Dataset entries:
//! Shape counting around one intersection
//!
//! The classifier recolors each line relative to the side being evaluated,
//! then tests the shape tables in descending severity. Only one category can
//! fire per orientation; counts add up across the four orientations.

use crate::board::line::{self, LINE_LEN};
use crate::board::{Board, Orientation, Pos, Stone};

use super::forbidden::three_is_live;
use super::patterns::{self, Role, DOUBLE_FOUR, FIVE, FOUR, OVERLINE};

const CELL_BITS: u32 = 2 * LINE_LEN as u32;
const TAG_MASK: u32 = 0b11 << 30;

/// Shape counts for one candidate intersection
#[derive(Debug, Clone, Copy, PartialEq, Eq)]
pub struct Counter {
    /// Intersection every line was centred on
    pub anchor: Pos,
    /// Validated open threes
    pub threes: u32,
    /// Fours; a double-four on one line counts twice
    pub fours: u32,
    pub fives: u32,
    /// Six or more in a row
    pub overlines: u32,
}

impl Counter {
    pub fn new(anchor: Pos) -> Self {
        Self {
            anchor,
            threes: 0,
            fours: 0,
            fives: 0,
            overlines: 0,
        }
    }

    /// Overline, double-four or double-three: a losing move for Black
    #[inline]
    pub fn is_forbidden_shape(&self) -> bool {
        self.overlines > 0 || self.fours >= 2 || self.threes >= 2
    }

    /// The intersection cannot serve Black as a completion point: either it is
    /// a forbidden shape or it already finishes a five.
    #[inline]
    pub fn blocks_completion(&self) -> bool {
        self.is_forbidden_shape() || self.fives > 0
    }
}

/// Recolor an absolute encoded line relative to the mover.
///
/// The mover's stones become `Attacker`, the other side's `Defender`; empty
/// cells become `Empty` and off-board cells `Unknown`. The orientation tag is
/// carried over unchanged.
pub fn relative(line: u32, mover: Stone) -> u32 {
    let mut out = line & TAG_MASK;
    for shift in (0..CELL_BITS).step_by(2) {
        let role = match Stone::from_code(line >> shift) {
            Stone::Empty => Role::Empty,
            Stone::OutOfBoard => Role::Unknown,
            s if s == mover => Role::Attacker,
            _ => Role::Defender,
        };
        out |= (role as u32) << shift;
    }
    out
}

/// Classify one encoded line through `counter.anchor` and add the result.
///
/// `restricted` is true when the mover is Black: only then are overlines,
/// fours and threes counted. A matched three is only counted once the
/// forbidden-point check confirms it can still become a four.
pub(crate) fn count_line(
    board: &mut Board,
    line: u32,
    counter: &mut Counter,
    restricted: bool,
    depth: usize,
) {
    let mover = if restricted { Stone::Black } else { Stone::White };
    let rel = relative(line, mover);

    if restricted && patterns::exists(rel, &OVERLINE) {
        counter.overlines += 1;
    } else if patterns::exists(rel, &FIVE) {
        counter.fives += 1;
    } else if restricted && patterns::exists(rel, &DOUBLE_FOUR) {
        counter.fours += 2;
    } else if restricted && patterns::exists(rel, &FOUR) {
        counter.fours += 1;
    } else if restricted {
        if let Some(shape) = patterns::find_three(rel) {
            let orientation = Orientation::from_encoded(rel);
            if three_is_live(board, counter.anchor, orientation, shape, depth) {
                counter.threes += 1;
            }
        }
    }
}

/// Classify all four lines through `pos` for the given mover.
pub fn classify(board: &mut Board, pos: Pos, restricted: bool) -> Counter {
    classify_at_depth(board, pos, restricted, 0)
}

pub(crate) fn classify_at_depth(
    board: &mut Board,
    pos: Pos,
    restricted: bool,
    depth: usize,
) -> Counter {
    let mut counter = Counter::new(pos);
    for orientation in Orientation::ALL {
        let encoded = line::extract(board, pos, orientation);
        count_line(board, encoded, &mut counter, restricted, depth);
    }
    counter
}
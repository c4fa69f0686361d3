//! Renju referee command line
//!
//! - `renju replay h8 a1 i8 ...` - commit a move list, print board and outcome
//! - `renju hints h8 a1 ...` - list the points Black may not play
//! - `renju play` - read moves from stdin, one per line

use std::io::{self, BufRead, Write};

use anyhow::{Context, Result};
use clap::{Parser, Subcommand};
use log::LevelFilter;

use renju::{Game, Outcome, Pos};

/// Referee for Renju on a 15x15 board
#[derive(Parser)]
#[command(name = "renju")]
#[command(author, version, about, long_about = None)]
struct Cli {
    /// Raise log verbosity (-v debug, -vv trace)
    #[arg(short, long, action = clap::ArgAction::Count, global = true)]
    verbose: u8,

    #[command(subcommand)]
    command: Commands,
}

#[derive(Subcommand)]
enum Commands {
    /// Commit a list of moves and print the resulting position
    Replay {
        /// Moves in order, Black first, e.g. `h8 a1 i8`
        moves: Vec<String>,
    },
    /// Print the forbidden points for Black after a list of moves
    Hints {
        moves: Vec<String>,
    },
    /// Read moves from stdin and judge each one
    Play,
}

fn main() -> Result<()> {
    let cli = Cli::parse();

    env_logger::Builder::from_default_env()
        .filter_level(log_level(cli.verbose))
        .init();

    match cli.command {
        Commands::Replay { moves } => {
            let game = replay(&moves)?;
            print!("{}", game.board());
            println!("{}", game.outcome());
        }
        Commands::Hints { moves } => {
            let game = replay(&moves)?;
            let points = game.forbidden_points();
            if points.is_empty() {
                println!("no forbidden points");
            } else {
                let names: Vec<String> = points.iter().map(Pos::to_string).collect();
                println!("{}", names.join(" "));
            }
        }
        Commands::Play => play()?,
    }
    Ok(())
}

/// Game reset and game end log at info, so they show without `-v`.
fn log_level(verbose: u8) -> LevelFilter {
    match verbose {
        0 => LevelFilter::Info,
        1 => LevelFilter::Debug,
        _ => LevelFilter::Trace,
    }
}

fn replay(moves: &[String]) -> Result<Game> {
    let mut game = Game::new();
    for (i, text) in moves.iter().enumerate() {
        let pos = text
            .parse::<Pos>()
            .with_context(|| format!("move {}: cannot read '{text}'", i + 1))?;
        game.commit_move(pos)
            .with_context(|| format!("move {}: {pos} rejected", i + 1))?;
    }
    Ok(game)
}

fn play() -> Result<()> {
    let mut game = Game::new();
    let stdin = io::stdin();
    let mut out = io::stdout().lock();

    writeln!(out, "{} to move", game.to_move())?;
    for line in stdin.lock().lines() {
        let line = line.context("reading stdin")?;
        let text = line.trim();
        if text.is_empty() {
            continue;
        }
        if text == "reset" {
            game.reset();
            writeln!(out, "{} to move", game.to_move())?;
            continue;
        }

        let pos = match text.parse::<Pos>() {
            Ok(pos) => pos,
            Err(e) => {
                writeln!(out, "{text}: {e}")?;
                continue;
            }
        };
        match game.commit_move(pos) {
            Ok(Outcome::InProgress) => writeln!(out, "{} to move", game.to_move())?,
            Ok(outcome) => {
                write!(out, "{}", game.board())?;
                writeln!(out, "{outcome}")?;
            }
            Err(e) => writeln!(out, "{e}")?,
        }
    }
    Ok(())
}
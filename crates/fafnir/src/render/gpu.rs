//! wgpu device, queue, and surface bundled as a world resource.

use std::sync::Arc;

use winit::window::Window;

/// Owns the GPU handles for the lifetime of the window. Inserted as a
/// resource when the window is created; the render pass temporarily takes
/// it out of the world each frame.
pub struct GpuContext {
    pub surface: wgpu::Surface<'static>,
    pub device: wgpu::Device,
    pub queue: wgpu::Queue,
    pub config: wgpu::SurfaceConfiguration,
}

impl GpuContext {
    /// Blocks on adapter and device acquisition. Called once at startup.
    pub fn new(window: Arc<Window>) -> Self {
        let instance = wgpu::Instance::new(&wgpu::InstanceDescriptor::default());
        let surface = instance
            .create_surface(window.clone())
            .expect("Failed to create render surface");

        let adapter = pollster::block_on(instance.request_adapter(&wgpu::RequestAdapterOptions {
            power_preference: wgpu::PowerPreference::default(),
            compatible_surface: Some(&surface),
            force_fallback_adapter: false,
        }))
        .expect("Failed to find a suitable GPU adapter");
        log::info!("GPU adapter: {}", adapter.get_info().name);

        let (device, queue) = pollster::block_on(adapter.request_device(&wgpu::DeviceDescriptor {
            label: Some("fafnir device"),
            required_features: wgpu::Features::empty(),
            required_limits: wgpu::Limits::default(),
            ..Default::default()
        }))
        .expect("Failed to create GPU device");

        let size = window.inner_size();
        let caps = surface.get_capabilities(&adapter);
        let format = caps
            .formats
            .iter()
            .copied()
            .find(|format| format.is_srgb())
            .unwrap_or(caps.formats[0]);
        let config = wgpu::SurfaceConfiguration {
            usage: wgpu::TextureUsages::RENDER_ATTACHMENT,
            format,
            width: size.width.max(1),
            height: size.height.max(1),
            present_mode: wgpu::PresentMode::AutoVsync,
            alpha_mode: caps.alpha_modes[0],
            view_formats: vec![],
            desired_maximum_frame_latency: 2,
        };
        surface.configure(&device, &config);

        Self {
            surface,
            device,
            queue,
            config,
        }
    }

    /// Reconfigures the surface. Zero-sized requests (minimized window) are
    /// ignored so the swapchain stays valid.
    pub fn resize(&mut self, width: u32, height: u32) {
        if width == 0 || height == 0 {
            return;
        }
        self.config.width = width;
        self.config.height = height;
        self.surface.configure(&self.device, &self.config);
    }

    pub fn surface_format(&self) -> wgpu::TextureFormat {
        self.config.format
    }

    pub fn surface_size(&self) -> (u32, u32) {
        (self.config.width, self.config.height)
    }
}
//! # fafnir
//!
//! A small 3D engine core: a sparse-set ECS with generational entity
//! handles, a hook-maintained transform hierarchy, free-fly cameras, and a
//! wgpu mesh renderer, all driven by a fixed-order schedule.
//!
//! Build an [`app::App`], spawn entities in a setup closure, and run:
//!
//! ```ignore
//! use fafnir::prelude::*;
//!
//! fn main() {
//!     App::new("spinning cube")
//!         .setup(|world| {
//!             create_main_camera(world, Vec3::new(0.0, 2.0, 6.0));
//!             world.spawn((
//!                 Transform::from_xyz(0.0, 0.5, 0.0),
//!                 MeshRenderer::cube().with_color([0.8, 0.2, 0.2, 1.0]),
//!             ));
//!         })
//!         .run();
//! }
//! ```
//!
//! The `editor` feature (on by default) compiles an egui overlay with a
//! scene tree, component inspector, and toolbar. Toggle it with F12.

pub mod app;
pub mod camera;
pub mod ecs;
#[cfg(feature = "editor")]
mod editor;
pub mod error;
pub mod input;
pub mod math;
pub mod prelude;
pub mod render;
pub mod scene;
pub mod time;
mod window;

Work to complete:
Report back each line of the entries that holds the string "shift".

Response area:
    for shift in (0..CELL_BITS).step_by(2) {
        let role = match Stone::from_code(line >> shift) {
        out |= (role as u32) << shift;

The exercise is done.